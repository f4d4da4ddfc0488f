use std::sync::Arc;

use chrono::{DateTime, Utc};

use crate::database::store::{EventFilter, EventOrder, NgoFilter, Store, UserFilter};
use crate::dto::admin_dto::DashboardStats;
use crate::error::Result;
use crate::models::{event::EventStatus, ngo::NgoStatus, user::UserRole};

const RECENT: usize = 5;

#[derive(Clone)]
pub struct DashboardService {
    store: Arc<dyn Store>,
}

impl DashboardService {
    pub fn new(store: Arc<dyn Store>) -> Self {
        Self { store }
    }

    pub async fn stats(&self, now: DateTime<Utc>) -> Result<DashboardStats> {
        let upcoming = EventFilter {
            status: Some(EventStatus::Published),
            starting_from: Some(now),
            order: EventOrder::SoonestFirst,
            ..Default::default()
        };

        let mut recent_volunteers = self
            .store
            .list_users(&UserFilter {
                role: Some(UserRole::Volunteer),
                search: None,
            })
            .await?;
        recent_volunteers.truncate(RECENT);
        let mut recent_ngos = self.store.list_ngos(&NgoFilter::default()).await?;
        recent_ngos.truncate(RECENT);

        Ok(DashboardStats {
            total_volunteers: self.store.count_users(Some(UserRole::Volunteer)).await?,
            total_ngos: self.store.count_ngos(None).await?,
            approved_ngos: self.store.count_ngos(Some(NgoStatus::Approved)).await?,
            pending_ngos: self.store.count_ngos(Some(NgoStatus::Pending)).await?,
            total_events: self.store.count_events(&EventFilter::default()).await?,
            upcoming_events: self.store.count_events(&upcoming).await?,
            total_hours: self.store.total_volunteer_hours().await?,
            recent_volunteers,
            recent_ngos,
            upcoming_events_list: self
                .store
                .list_events(&EventFilter {
                    limit: Some(RECENT as i64),
                    ..upcoming
                })
                .await?,
        })
    }
}

#[cfg(test)]
mod tests {
    use super::*;
    use crate::database::store::{EventRepository, UserRepository};
    use crate::database::MemoryStore;
    use crate::models::{
        event::Event,
        ngo::Ngo,
        user::User,
        volunteer_profile::VolunteerProfile,
    };
    use chrono::Duration;
    use uuid::Uuid;

    #[tokio::test]
    async fn counts_only_published_future_events_as_upcoming() {
        let store = Arc::new(MemoryStore::new());
        let now = Utc::now();

        let volunteer = User::new("v".into(), "v@example.com".into(), "x".into(), UserRole::Volunteer);
        let mut profile = VolunteerProfile::new(volunteer.id, String::new(), None);
        profile.hours_completed = 12;
        store.insert_volunteer_account(&volunteer, &profile).await.unwrap();

        let owner = User::new("o".into(), "o@example.com".into(), "x".into(), UserRole::Ngo);
        let ngo = Ngo {
            id: Uuid::new_v4(),
            user_id: owner.id,
            organization_name: "Org".into(),
            registration_number: "O-1".into(),
            description: String::new(),
            logo: None,
            website: String::new(),
            phone: String::new(),
            email: "o@example.com".into(),
            address: String::new(),
            city: String::new(),
            country: String::new(),
            focus_areas: String::new(),
            verification_document: None,
            status: NgoStatus::Pending,
            approved_at: None,
            created_at: now,
            updated_at: now,
        };
        store.insert_ngo_account(&owner, &ngo).await.unwrap();

        for (offset, status) in [
            (Duration::days(2), EventStatus::Published),
            (Duration::days(1), EventStatus::Published),
            (Duration::days(3), EventStatus::Ongoing),
            (-Duration::days(1), EventStatus::Published),
        ] {
            store
                .insert_event(&Event {
                    id: Uuid::new_v4(),
                    ngo_id: ngo.id,
                    title: format!("in {}", offset.num_days()),
                    description: String::new(),
                    image: None,
                    date: now + offset,
                    location: String::new(),
                    required_skills: String::new(),
                    max_volunteers: 5,
                    status,
                    created_at: now,
                    updated_at: now,
                })
                .await
                .unwrap();
        }

        let stats = DashboardService::new(store).stats(now).await.unwrap();
        assert_eq!(stats.total_volunteers, 1);
        assert_eq!((stats.total_ngos, stats.pending_ngos, stats.approved_ngos), (1, 1, 0));
        assert_eq!((stats.total_events, stats.upcoming_events), (4, 2));
        assert_eq!(stats.total_hours, 12);
        assert_eq!(stats.upcoming_events_list[0].title, "in 1");
    }
}
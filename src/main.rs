use std::net::SocketAddr;
use std::sync::Arc;

use tokio::net::TcpListener;
use tracing::info;
use tracing_subscriber::EnvFilter;
use voluntree::{
    config::{get_config, init_config},
    database::{create_pool, run_migrations, MemoryStore, PgStore, Store},
    routes,
    services::storage_service::{FileStorage, LocalFileStorage},
    AppState,
};

fn init_tracing(format: &str) {
    let filter = EnvFilter::try_from_default_env()
        .unwrap_or_else(|_| EnvFilter::new("voluntree=info,tower_http=info"));
    let builder = tracing_subscriber::fmt().with_env_filter(filter);
    if format == "json" {
        builder.json().init();
    } else {
        builder.init();
    }
}

#[tokio::main]
async fn main() -> anyhow::Result<()> {
    init_config()?;
    let config = get_config();
    init_tracing(&config.log_format);

    let store: Arc<dyn Store> = if config.uses_memory_store() {
        tracing::warn!("DATABASE_URL selects the in-memory store; data is lost on exit");
        Arc::new(MemoryStore::new())
    } else {
        let pool = create_pool(config).await?;
        run_migrations(&pool).await?;
        Arc::new(PgStore::new(pool))
    };

    tokio::fs::create_dir_all(&config.uploads_dir).await?;
    let storage: Arc<dyn FileStorage> = Arc::new(LocalFileStorage::new(
        config.uploads_dir.clone(),
        config.max_upload_bytes,
    ));

    let app_state = AppState::new(store, storage, Arc::new(config.clone())).await?;

    if let (Ok(username), Ok(email), Ok(password)) = (
        std::env::var("ADMIN_USERNAME"),
        std::env::var("ADMIN_EMAIL"),
        std::env::var("ADMIN_PASSWORD"),
    ) {
        if app_state
            .account_service
            .ensure_admin(&username, &email, &password)
            .await?
        {
            info!(%username, "bootstrap administrator created");
        }
    }

    info!("Serving uploads from: {}", config.uploads_dir.display());
    let app = routes::router(app_state);

    let addr: SocketAddr = config.server_address.parse()?;
    info!("Server listening on {}", addr);
    let listener = TcpListener::bind(addr).await?;
    axum::serve(listener, app).await?;

    Ok(())
}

*-*-*

Write an exact transcription of every entry above.

repository f4d4da4ddfc0488f
use std::sync::Arc;

use chrono::{DateTime, Utc};

use crate::database::store::{EventFilter, EventOrder, NgoFilter, Store, UserFilter};
use crate::dto::admin_dto::DashboardStats;
use crate::error::Result;
use crate::models::{event::EventStatus, ngo::NgoStatus, user::UserRole};

const RECENT: usize = 5;

#[derive(Clone)]
pub struct DashboardService {
    store: Arc<dyn Store>,
}

impl DashboardService {
    pub fn new(store: Arc<dyn Store>) -> Self {
        Self { store }
    }

    pub async fn stats(&self, now: DateTime<Utc>) -> Result<DashboardStats> {
        let upcoming = EventFilter {
            status: Some(EventStatus::Published),
            starting_from: Some(now),
            order: EventOrder::SoonestFirst,
            ..Default::default()
        };

        let mut recent_volunteers = self
            .store
            .list_users(&UserFilter {
                role: Some(UserRole::Volunteer),
                search: None,
            })
            .await?;
        recent_volunteers.truncate(RECENT);
        let mut recent_ngos = self.store.list_ngos(&NgoFilter::default()).await?;
        recent_ngos.truncate(RECENT);

        Ok(DashboardStats {
            total_volunteers: self.store.count_users(Some(UserRole::Volunteer)).await?,
            total_ngos: self.store.count_ngos(None).await?,
            approved_ngos: self.store.count_ngos(Some(NgoStatus::Approved)).await?,
            pending_ngos: self.store.count_ngos(Some(NgoStatus::Pending)).await?,
            total_events: self.store.count_events(&EventFilter::default()).await?,
            upcoming_events: self.store.count_events(&upcoming).await?,
            total_hours: self.store.total_volunteer_hours().await?,
            recent_volunteers,
            recent_ngos,
            upcoming_events_list: self
                .store
                .list_events(&EventFilter {
                    limit: Some(RECENT as i64),
                    ..upcoming
                })
                .await?,
        })
    }
}

#[cfg(test)]
mod tests {
    use super::*;
    use crate::database::store::{EventRepository, UserRepository};
    use crate::database::MemoryStore;
    use crate::models::{
        event::Event,
        ngo::Ngo,
        user::User,
        volunteer_profile::VolunteerProfile,
    };
    use chrono::Duration;
    use uuid::Uuid;

    #[tokio::test]
    async fn counts_only_published_future_events_as_upcoming() {
        let store = Arc::new(MemoryStore::new());
        let now = Utc::now();

        let volunteer = User::new("v".into(), "v@example.com".into(), "x".into(), UserRole::Volunteer);
        let mut profile = VolunteerProfile::new(volunteer.id, String::new(), None);
        profile.hours_completed = 12;
        store.insert_volunteer_account(&volunteer, &profile).await.unwrap();

        let owner = User::new("o".into(), "o@example.com".into(), "x".into(), UserRole::Ngo);
        let ngo = Ngo {
            id: Uuid::new_v4(),
            user_id: owner.id,
            organization_name: "Org".into(),
            registration_number: "O-1".into(),
            description: String::new(),
            logo: None,
            website: String::new(),
            phone: String::new(),
            email: "o@example.com".into(),
            address: String::new(),
            city: String::new(),
            country: String::new(),
            focus_areas: String::new(),
            verification_document: None,
            status: NgoStatus::Pending,
            approved_at: None,
            created_at: now,
            updated_at: now,
        };
        store.insert_ngo_account(&owner, &ngo).await.unwrap();

        for (offset, status) in [
            (Duration::days(2), EventStatus::Published),
            (Duration::days(1), EventStatus::Published),
            (Duration::days(3), EventStatus::Ongoing),
            (-Duration::days(1), EventStatus::Published),
        ] {
            store
                .insert_event(&Event {
                    id: Uuid::new_v4(),
                    ngo_id: ngo.id,
                    title: format!("in {}", offset.num_days()),
                    description: String::new(),
                    image: None,
                    date: now + offset,
                    location: String::new(),
                    required_skills: String::new(),
                    max_volunteers: 5,
                    status,
                    created_at: now,
                    updated_at: now,
                })
                .await
                .unwrap();
        }

        let stats = DashboardService::new(store).stats(now).await.unwrap();
        assert_eq!(stats.total_volunteers, 1);
        assert_eq!((stats.total_ngos, stats.pending_ngos, stats.approved_ngos), (1, 1, 0));
        assert_eq!((stats.total_events, stats.upcoming_events), (4, 2));
        assert_eq!(stats.total_hours, 12);
        assert_eq!(stats.upcoming_events_list[0].title, "in 1");
    }
}
filename src/main.rs
use std::net::SocketAddr;
use std::sync::Arc;

use tokio::net::TcpListener;
use tracing::info;
use tracing_subscriber::EnvFilter;
use voluntree::{
    config::{get_config, init_config},
    database::{create_pool, run_migrations, MemoryStore, PgStore, Store},
    routes,
    services::storage_service::{FileStorage, LocalFileStorage},
    AppState,
};

fn init_tracing(format: &str) {
    let filter = EnvFilter::try_from_default_env()
        .unwrap_or_else(|_| EnvFilter::new("voluntree=info,tower_http=info"));
    let builder = tracing_subscriber::fmt().with_env_filter(filter);
    if format == "json" {
        builder.json().init();
    } else {
        builder.init();
    }
}

#[tokio::main]
async fn main() -> anyhow::Result<()> {
    init_config()?;
    let config = get_config();
    init_tracing(&config.log_format);

    let store: Arc<dyn Store> = if config.uses_memory_store() {
        tracing::warn!("DATABASE_URL selects the in-memory store; data is lost on exit");
        Arc::new(MemoryStore::new())
    } else {
        let pool = create_pool(config).await?;
        run_migrations(&pool).await?;
        Arc::new(PgStore::new(pool))
    };

    tokio::fs::create_dir_all(&config.uploads_dir).await?;
    let storage: Arc<dyn FileStorage> = Arc::new(LocalFileStorage::new(
        config.uploads_dir.clone(),
        config.max_upload_bytes,
    ));

    let app_state = AppState::new(store, storage, Arc::new(config.clone())).await?;

    if let (Ok(username), Ok(email), Ok(password)) = (
        std::env::var("ADMIN_USERNAME"),
        std::env::var("ADMIN_EMAIL"),
        std::env::var("ADMIN_PASSWORD"),
    ) {
        if app_state
            .account_service
            .ensure_admin(&username, &email, &password)
            .await?
        {
            info!(%username, "bootstrap administrator created");
        }
    }

    info!("Serving uploads from: {}", config.uploads_dir.display());
    let app = routes::router(app_state);

    let addr: SocketAddr = config.server_address.parse()?;
    info!("Server listening on {}", addr);
    let listener = TcpListener::bind(addr).await?;
    axum::serve(listener, app).await?;

    Ok(())
}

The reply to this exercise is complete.